Swine Is a Possible Source of Hepatitis E Virus Infection by Comparative Study of Hepatitis A and E Seroprevalence in Thailand

Pattaratida Sa-nguanmoo 1, Nawarat Posuwan 1, Preeyaporn Vichaiwattana 1, Norra Wutthiratkowit 2, Somchai Owatanapanich 3, Rujipat Wasitthankasem 1, Thanunrat Thongmee 1, Kittiyod Poovorawan 4, Apiradee Theamboonlers 1, Sompong Vongpunsawad 1, Yong Poovorawan 1,*
Editor: Srinand Sreevatsan5
PMCID: PMC4415934  PMID: 25927925

Abstract

Hepatitis A virus (HAV) and hepatitis E virus (HEV) infection in developing countries are associated with contaminated food or water. Although Thailand is non-endemic for HEV, sporadic infections may occur from zoonotic transmission. Individuals between 7 months to 69 years (mean age = 32.8) from predominantly Islamic Narathiwat (n = 305) and swine farm-dense Lop Buri (n = 416) provinces were screened for anti-HEV and anti-HAV antibodies by commercial enzyme-linked immunosorbent assay and automated chemiluminescent microparticle immunoassay, respectively. Seroprevalence and relative antibody titers were analyzed according to age groups. HAV IgG antibody positive rates in Lop Buri and Narathiwat residents were 39.9% and 58%, respectively (p < 0.001). Greater than 90% of individuals >50 years old in both provinces possessed anti-HAV IgG. In contrast, seroprevalence for anti-HEV IgG was much higher in Lop Buri (37.3%) than in Narathiwat (8.9%) (p < 0.001). Highest anti-HEV IgG prevalence was found among 21-30 year-olds (50%) in Lop Buri and 41-50 year-olds (14.1%) in Narathiwat. In summary, fewer individuals possessed anti-HEV IgG in Narathiwat where most residents abstained from pork and fewer swine farms are present. Therefore, an increased anti-HEV IgG seroprevalence was associated with the density of swine farm and possibly pork consumption. Adults were more likely than children to have antibodies to both HEV and HAV.

Introduction

Hepatitis E virus (HEV) is a non-enveloped positive-sense RNA virus and the sole member of the genus Hepevirus in the family Hepeviridae. HEV infection had been associated with poor sanitation and unsafe drinking water. Each year approximately 20 million individuals are infected, resulting in approximately 56,000 deaths [1]. HEV infection is generally self-limiting but may cause acute liver failure with low mortality among healthy individuals but significantly higher mortality in pregnant women [2]. Symptoms can include fever, nausea, vomiting, abdominal pain and jaundice [3]. Although there are four HEV genotypes, only one serotype exist [4]. Genotypes 1 and 2 are often found in developing countries and infect only humans, while genotypes 3 and 4 are found in both humans and animals and have been identified in developed countries [5].

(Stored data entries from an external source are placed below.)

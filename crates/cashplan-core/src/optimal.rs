//! # Optimal Strategy
//!
//! Minimal-note breakdown with optional stock limits (bounded change making).
//!
//! ## Table Layout
//! ```text
//! ┌─────────────────────────────────────────────────────────────────────────┐
//! │  Amounts are scaled down by g = gcd(denominations):                     │
//! │                                                                         │
//! │      {1000, 600}, 1200  →  g = 200, steps {5, 3}, target 6              │
//! │                                                                         │
//! │  One layer per denomination, smallest first:                            │
//! │                                                                         │
//! │      layer[k][t] = fewest notes paying t·g with the first k values      │
//! │                                                                         │
//! │  Each layer allows 0..=limit notes of its value. A sliding-window       │
//! │  minimum per residue class keeps a layer at O(target) work.             │
//! │                                                                         │
//! │  Reconstruction walks the layers back from the largest value, taking    │
//! │  the most notes of each value that still reach the optimum.             │
//! └─────────────────────────────────────────────────────────────────────────┘
//! ```
//!
//! Tables grow with `amount / g`, so the target is capped at
//! [`MAX_OPTIMAL_STATES`].

use std::collections::VecDeque;

use crate::breakdown::{
    Breakdown, BreakdownFailure, BreakdownLine, BreakdownResult, DenominationSet, FailureKind,
};
use crate::error::{CoreError, CoreResult};
use crate::inventory::Inventory;

/// Largest table (`amount / gcd + 1` entries per layer) the solver builds.
pub const MAX_OPTIMAL_STATES: i64 = 200_000;

const UNREACHABLE: i64 = i64::MAX;

/// One denomination scaled to table units.
#[derive(Debug, Clone, Copy)]
struct Column {
    value: i64,
    step: usize,
    limit: i64,
}

/// Finds the fewest notes paying `amount` exactly.
///
/// With `inventory` each value is capped at its stock and a miss is
/// reported as `InsufficientSupply`; without it a miss is
/// `UnrepresentableAmount`. On a miss the remainder is measured from the
/// largest payable amount below the target.
///
/// ## Errors
/// `AmountTooLargeForOptimal` when the table would exceed
/// [`MAX_OPTIMAL_STATES`].
pub fn solve(
    amount: i64,
    denominations: &DenominationSet,
    inventory: Option<&Inventory>,
) -> CoreResult<BreakdownResult> {
    let g = denominations.gcd();
    let states = amount / g + 1;
    if states > MAX_OPTIMAL_STATES {
        return Err(CoreError::AmountTooLargeForOptimal {
            amount,
            states,
            max: MAX_OPTIMAL_STATES,
        });
    }
    let target = (amount / g) as usize;

    let columns: Vec<Column> = denominations
        .values()
        .iter()
        .rev()
        .map(|&value| {
            let step = (value / g) as usize;
            let most = (target / step) as i64;
            let limit = inventory.map_or(most, |stock| stock.available(value).clamp(0, most));
            Column { value, step, limit }
        })
        .collect();

    let mut base = vec![UNREACHABLE; target + 1];
    base[0] = 0;
    let mut layers = vec![base];
    for column in &columns {
        let next = relax(&layers[layers.len() - 1], column.step, column.limit);
        layers.push(next);
    }

    let kind = if inventory.is_some() {
        FailureKind::InsufficientSupply
    } else {
        FailureKind::UnrepresentableAmount
    };

    let last = &layers[columns.len()];
    let reached = (0..=target)
        .rev()
        .find(|&t| last[t] != UNREACHABLE)
        .unwrap_or(0);

    if amount % g != 0 || reached != target {
        let remainder = amount - reached as i64 * g;
        return Ok(BreakdownResult::Failure(BreakdownFailure::new(
            amount, remainder, kind,
        )));
    }

    let mut t = target;
    let mut lines = Vec::new();
    for (index, column) in columns.iter().enumerate().rev() {
        let prev = &layers[index];
        let best = layers[index + 1][t];
        let most = ((t / column.step) as i64).min(column.limit);

        let Some(count) = (0..=most).rev().find(|&count| {
            let rest = t - count as usize * column.step;
            prev[rest] != UNREACHABLE && prev[rest] + count == best
        }) else {
            break;
        };

        if count > 0 {
            lines.push(BreakdownLine::new(column.value, count));
            t -= count as usize * column.step;
        }
    }

    if t != 0 {
        let remainder = amount - (target - t) as i64 * g;
        return Ok(BreakdownResult::Failure(BreakdownFailure::new(
            amount, remainder, kind,
        )));
    }

    Ok(BreakdownResult::Success(Breakdown::from_lines(lines)))
}

/// Adds one denomination to a layer.
///
/// `next[j] = min over c in 0..=limit of prev[j - c·step] + c`, computed per
/// residue class as `min(prev[i] - q_i) + q_j` over a window of `limit + 1`
/// positions.
fn relax(prev: &[i64], step: usize, limit: i64) -> Vec<i64> {
    let len = prev.len();
    let mut next = vec![UNREACHABLE; len];
    let mut window: VecDeque<(i64, i64)> = VecDeque::new();

    for residue in 0..step.min(len) {
        window.clear();
        let mut q: i64 = 0;
        let mut j = residue;
        while j < len {
            if prev[j] != UNREACHABLE {
                let key = prev[j] - q;
                while window.back().is_some_and(|&(_, back)| back >= key) {
                    window.pop_back();
                }
                window.push_back((q, key));
            }
            while window.front().is_some_and(|&(front, _)| front + limit < q) {
                window.pop_front();
            }
            if let Some(&(_, key)) = window.front() {
                next[j] = key + q;
            }
            q += 1;
            j += step;
        }
    }

    next
}

// =============================================================================
// Unit Tests
// =============================================================================
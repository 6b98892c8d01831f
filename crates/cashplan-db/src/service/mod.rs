//! # Service Module
//!
//! Operations that span more than one table or must hold the dispense lock.
//!
//! ## Dispense Sequence
//! ```text
//! ┌─────────────────────────────────────────────────────────────────────────┐
//! │  lock dispense_lock                                                     │
//! │    BEGIN                                                                │
//! │      snapshot  ← denominations (same transaction)                       │
//! │      plan      ← pure core algorithm over the snapshot                  │
//! │      failure?  → drop transaction, nothing written                      │
//! │      consume   ← guarded decrements                                     │
//! │      insert    ← history rows (optional)                                │
//! │    COMMIT                                                               │
//! │  unlock                                                                 │
//! └─────────────────────────────────────────────────────────────────────────┘
//! ```
//!
//! - [`CalculationService`](calculation::CalculationService) - One salary
//! - [`BatchRunner`](batch::BatchRunner) - A list of employees

pub mod batch;
pub mod calculation;
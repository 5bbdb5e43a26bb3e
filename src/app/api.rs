//! API Facade for the application.
//!
//! This module exposes high-level functions that glue together context creation
//! and command execution.

use std::path::PathBuf;

use crate::adapters::FilesystemStore;
use crate::app::{
    AppContext,
    commands::{generate, read},
};

pub use crate::app::commands::generate::GenerateOutcome;
pub use crate::domain::{AppError, ManifestLayout, SpriteEntry};

/// Create an `AppContext` rooted at a given path.
fn create_context(path: PathBuf) -> AppContext<FilesystemStore> {
    AppContext::new(FilesystemStore::new(path))
}

/// Regenerate `src/resources/sprites.lst` under the current directory.
pub fn generate() -> Result<GenerateOutcome, AppError> {
    let ctx = AppContext::new(FilesystemStore::current()?);
    generate::execute(&ctx)
}

/// Regenerate `src/resources/sprites.lst` under the specified base directory.
pub fn generate_at(path: impl Into<PathBuf>) -> Result<GenerateOutcome, AppError> {
    let ctx = create_context(path.into());
    generate::execute(&ctx)
}

/// Sprite keys listed in the manifest under the current directory.
pub fn sprite_names() -> Result<Vec<String>, AppError> {
    let ctx = AppContext::new(FilesystemStore::current()?);
    sprite_keys(&ctx)
}

/// Sprite keys listed in the manifest under the specified base directory.
pub fn sprite_names_at(path: impl Into<PathBuf>) -> Result<Vec<String>, AppError> {
    sprite_keys(&create_context(path.into()))
}

fn sprite_keys(ctx: &AppContext<FilesystemStore>) -> Result<Vec<String>, AppError> {
    let entries = read::execute(ctx)?;
    Ok(entries.into_iter().map(|entry| entry.key).collect())
}
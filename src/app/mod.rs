pub mod api;
pub mod cli;
pub mod commands;
mod context;
mod logging;

pub use context::AppContext;
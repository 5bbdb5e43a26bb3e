use crate::domain::ManifestLayout;
use crate::ports::ResourceFilesystem;

/// Application context holding dependencies for command execution.
pub struct AppContext<F: ResourceFilesystem> {
    filesystem: F,
    layout: ManifestLayout,
}

impl<F: ResourceFilesystem> AppContext<F> {
    /// Create a context using the standard manifest layout.
    pub fn new(filesystem: F) -> Self {
        Self { filesystem, layout: ManifestLayout::standard() }
    }

    /// Get a reference to the filesystem port.
    pub fn filesystem(&self) -> &F {
        &self.filesystem
    }

    /// Get a reference to the manifest layout.
    pub fn layout(&self) -> &ManifestLayout {
        &self.layout
    }
}
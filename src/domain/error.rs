use std::io;
use std::path::PathBuf;

use thiserror::Error;

/// Library-wide error type for spritelst operations.
#[derive(Debug, Error)]
pub enum AppError {
    /// Underlying I/O failure outside the manifest steps.
    #[error(transparent)]
    Io(#[from] io::Error),

    /// The resource directory could not be listed.
    #[error("Failed to list resource directory {}: {source}", path.display())]
    ResourceDirUnreadable {
        path: PathBuf,
        #[source]
        source: io::Error,
    },

    /// The manifest file could not be opened or written.
    #[error("Failed to write manifest {}: {source}", path.display())]
    ManifestNotWritable {
        path: PathBuf,
        #[source]
        source: io::Error,
    },

    /// The manifest file could not be read back.
    #[error("Failed to read manifest {}: {source}", path.display())]
    ManifestUnreadable {
        path: PathBuf,
        #[source]
        source: io::Error,
    },
}

impl AppError {
    /// The `io::ErrorKind` of the underlying filesystem failure.
    pub fn kind(&self) -> io::ErrorKind {
        match self {
            AppError::Io(err) => err.kind(),
            AppError::ResourceDirUnreadable { source, .. }
            | AppError::ManifestNotWritable { source, .. }
            | AppError::ManifestUnreadable { source, .. } => source.kind(),
        }
    }
}
//! `ResourceFilesystem` implementation for `FilesystemStore`.

use std::ffi::OsString;
use std::fs;
use std::io;
use std::path::{Path, PathBuf};

use crate::domain::AppError;
use crate::ports::ResourceFilesystem;

use super::FilesystemStore;

impl ResourceFilesystem for FilesystemStore {
    fn list_entry_names(&self, path: &Path) -> Result<Vec<OsString>, AppError> {
        let full_path = self.resolve_path(path);
        let unreadable = |source: io::Error| AppError::ResourceDirUnreadable {
            path: full_path.clone(),
            source,
        };

        let entries = fs::read_dir(&full_path).map_err(unreadable)?;
        let mut names = Vec::new();
        for entry in entries {
            let entry = entry.map_err(unreadable)?;
            names.push(entry.file_name());
        }
        Ok(names)
    }

    fn write_file(&self, path: &Path, content: &str) -> Result<(), AppError> {
        let full_path = self.resolve_path(path);
        fs::write(&full_path, content)
            .map_err(|source| AppError::ManifestNotWritable { path: full_path, source })
    }

    fn read_file(&self, path: &Path) -> Result<String, AppError> {
        let full_path = self.resolve_path(path);
        fs::read_to_string(&full_path)
            .map_err(|source| AppError::ManifestUnreadable { path: full_path, source })
    }

    fn resolve_path(&self, path: &Path) -> PathBuf {
        self.root.join(path)
    }
}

Like HEV, hepatitis A virus (HAV) is transmitted by contaminated food or water and is often associated with poor sanitation. In addition, HAV can be transmitted through close-contact with an infectious person. It is also a non-enveloped positive-sense RNA virus belonging to the family Picornaviridae in the genus Hepatovirus. There are 6 genotypes of HAV (designated I to VI) in which genotype I, II, and III have been identified in human [6]. Like HEV, there is only one HAV serotype [4]. Although several effective vaccines are available and HAV infection is self-limiting, HAV still affects 1.4 million individuals annually [7]. HAV infection of children in developing countries is generally asymptomatic and provides immunity from reinfection during adulthood [8]. However, HAV outbreaks do occur in industrialized countries as a result of contaminated produce including green onions, tomatoes and berries [9,10].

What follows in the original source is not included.